DEW: Communities Around Content Key to Growth of Video
Serving the communities around content is key to thriving in the video space, according to a panel session featuring execs from The Chernin Group (TCG) and related companies Wednesday in Los Angeles at the Digital Entertainment World (DEW) conference.
“What these businesses are about is a short cut, a sign, a place for people to come,” said Sarah Harden, president of Otter Media, TCG’s venture with AT&T that manages, invests in and operates media, entertainment and internet businesses. She noted that content is no longer the scarce commodity; rather attention is. “You’ve got to earn your way into an 18-year-old’s mind space.”

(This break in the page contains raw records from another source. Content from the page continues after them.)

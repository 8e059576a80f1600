//! Catch record and level progression for one angler.

use crate::core::constants::XP_PER_LEVEL;

/// One landed fish.
#[derive(Debug, Clone, PartialEq, Eq)]
pub struct CatchRecord {
    pub species: String,
    pub size_inches: u32,
}

/// Progress for a single player.
///
/// Experience only grows, level is always `xp / 1000`, and the catch record
/// is append-only in the order fish were landed.
#[derive(Debug, Clone, PartialEq, Eq)]
pub struct PlayerProgress {
    name: String,
    xp: u64,
    level: u32,
    catch_record: Vec<CatchRecord>,
}

impl PlayerProgress {
    pub fn new(name: impl Into<String>) -> Self {
        Self {
            name: name.into(),
            xp: 0,
            level: 0,
            catch_record: Vec::new(),
        }
    }

    pub fn name(&self) -> &str {
        &self.name
    }

    pub fn xp(&self) -> u64 {
        self.xp
    }

    pub fn level(&self) -> u32 {
        self.level
    }

    pub fn catch_record(&self) -> &[CatchRecord] {
        &self.catch_record
    }

    pub fn total_fish(&self) -> u32 {
        self.catch_record.len() as u32
    }

    /// Largest fish ever landed, 0 with an empty record.
    pub fn best_size(&self) -> u32 {
        self.catch_record
            .iter()
            .map(|c| c.size_inches)
            .max()
            .unwrap_or(0)
    }

    /// Renames the player. Blank names are refused and leave the old one.
    pub fn rename(&mut self, name: &str) -> bool {
        let trimmed = name.trim();
        if trimmed.is_empty() {
            return false;
        }
        self.name = trimmed.to_string();
        true
    }

    /// Appends a catch. Identical catches are kept as separate entries.
    pub fn add_catch(&mut self, species: impl Into<String>, size_inches: u32) {
        self.catch_record.push(CatchRecord {
            species: species.into(),
            size_inches,
        });
    }

    /// Adds experience and recomputes the level.
    ///
    /// Returns the new level when this call crossed at least one level
    /// boundary, `None` otherwise.
    pub fn add_xp(&mut self, amount: u64) -> Option<u32> {
        self.xp = self.xp.saturating_add(amount);
        let previous = self.level;
        let recomputed = level_for_xp(self.xp);
        if recomputed > previous {
            self.level = recomputed;
            log::info!("{} reached level {}", self.name, recomputed);
            Some(recomputed)
        } else {
            None
        }
    }

    /// Experience still needed to reach the next level.
    pub fn xp_to_next_level(&self) -> u64 {
        (self.level as u64 + 1) * XP_PER_LEVEL - self.xp
    }
}

pub fn level_for_xp(xp: u64) -> u32 {
    (xp / XP_PER_LEVEL).min(u32::MAX as u64) as u32
}

#[cfg(test)]
mod tests {
    use super::*;

    #[test]
    fn test_new_player_starts_at_zero() {
        let p = PlayerProgress::new("Alex");
        assert_eq!(p.name(), "Alex");
        assert_eq!(p.xp(), 0);
        assert_eq!(p.level(), 0);
        assert_eq!(p.total_fish(), 0);
        assert_eq!(p.best_size(), 0);
    }

    #[test]
    fn test_add_catch_preserves_order_and_duplicates() {
        let mut p = PlayerProgress::new("Alex");
        p.add_catch("Brown Trout", 14);
        p.add_catch("Brook Trout", 9);
        p.add_catch("Brown Trout", 14);
        let species: Vec<&str> = p.catch_record().iter().map(|c| c.species.as_str()).collect();
        assert_eq!(species, vec!["Brown Trout", "Brook Trout", "Brown Trout"]);
        assert_eq!(p.total_fish(), 3);
        assert_eq!(p.best_size(), 14);
    }

    #[test]
    fn test_add_xp_zero_never_changes_level() {
        let mut p = PlayerProgress::new("Alex");
        p.add_xp(999);
        assert_eq!(p.add_xp(0), None);
        assert_eq!(p.level(), 0);
        p.add_xp(1);
        assert_eq!(p.level(), 1);
        assert_eq!(p.add_xp(0), None);
        assert_eq!(p.level(), 1);
    }

    #[test]
    fn test_level_tracks_xp_after_every_call() {
        let mut p = PlayerProgress::new("Alex");
        for amount in [60, 240, 0, 700, 1, 2500, 30, 0, 9999] {
            p.add_xp(amount);
            assert_eq!(p.level() as u64, p.xp() / 1000);
        }
    }

    #[test]
    fn test_level_up_notification_only_on_increase() {
        let mut p = PlayerProgress::new("Alex");
        assert_eq!(p.add_xp(500), None);
        assert_eq!(p.add_xp(500), Some(1));
        assert_eq!(p.add_xp(100), None);
        // skipping levels reports the level reached
        assert_eq!(p.add_xp(3000), Some(4));
    }

    #[test]
    fn test_xp_to_next_level() {
        let mut p = PlayerProgress::new("Alex");
        assert_eq!(p.xp_to_next_level(), 1000);
        p.add_xp(1250);
        assert_eq!(p.xp_to_next_level(), 750);
    }

    #[test]
    fn test_rename_rejects_blank() {
        let mut p = PlayerProgress::new("Alex");
        assert!(!p.rename("   "));
        assert_eq!(p.name(), "Alex");
        assert!(p.rename("  Sam "));
        assert_eq!(p.name(), "Sam");
    }
}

Tom Pickett, CEO of Ellation, an OTT video business that includes Crunchyroll and is primarily funded by Otter Media, said “every incremental way you can create deeper affinity” among the community around content is crucial to the business of earning consumer attention.
“When we think of the next generation of entertainment, we don’t think of it like Hulu and Netflix — just great content — we think of it as content and community,” he said, noting that the forums and engagement that takes consumers inside the world of their content keeps people coming back. Background info and programming about Japanese anime, which Crunchyroll specializes in, is an example of that. “If you’re running an OTT service, people can subscribe and people can quit. You have to increase engagement.”
The Chernin Group was built with an eye toward investing only in growth areas of media, according to The Chernin Group president Jesse Jacobs. The three main areas they focus on are premium film and TV content, emerging markets and what Jacobs said is the fastest-growing area, digital media. “We’re now in a world where consumers want to access content directly,” which they can do through mobile apps, connected TV, and TCG and Otter is focused on getting the best content to consumers in a direct-to-consumer environment and get them to pay for it, Jacobs said. If they can do that successfully with great technology and with scale, they “can be phenomenal businesses.”
George Strompolos, founder and CEO of Fullscreen, is coming up on 18 months of partnership with Otter Media. TCG was the first investor in the company, which was founded in 2011. It’s seen incredible growth, initially based at TCG’s space, he said. Fullscreen has since outgrown the space and now has 600 employees in offices in Playa Vista. As Fullscreen sees nearly 80% of their viewership now being on mobile, Strompolos says the introduction of AT&T as an exemplary fit. The arrangement has empowered them to create a diversified media company as the landscape changes. “There’s so much change and disruption in this business and we’re accepting that change, we’re not fighting that change.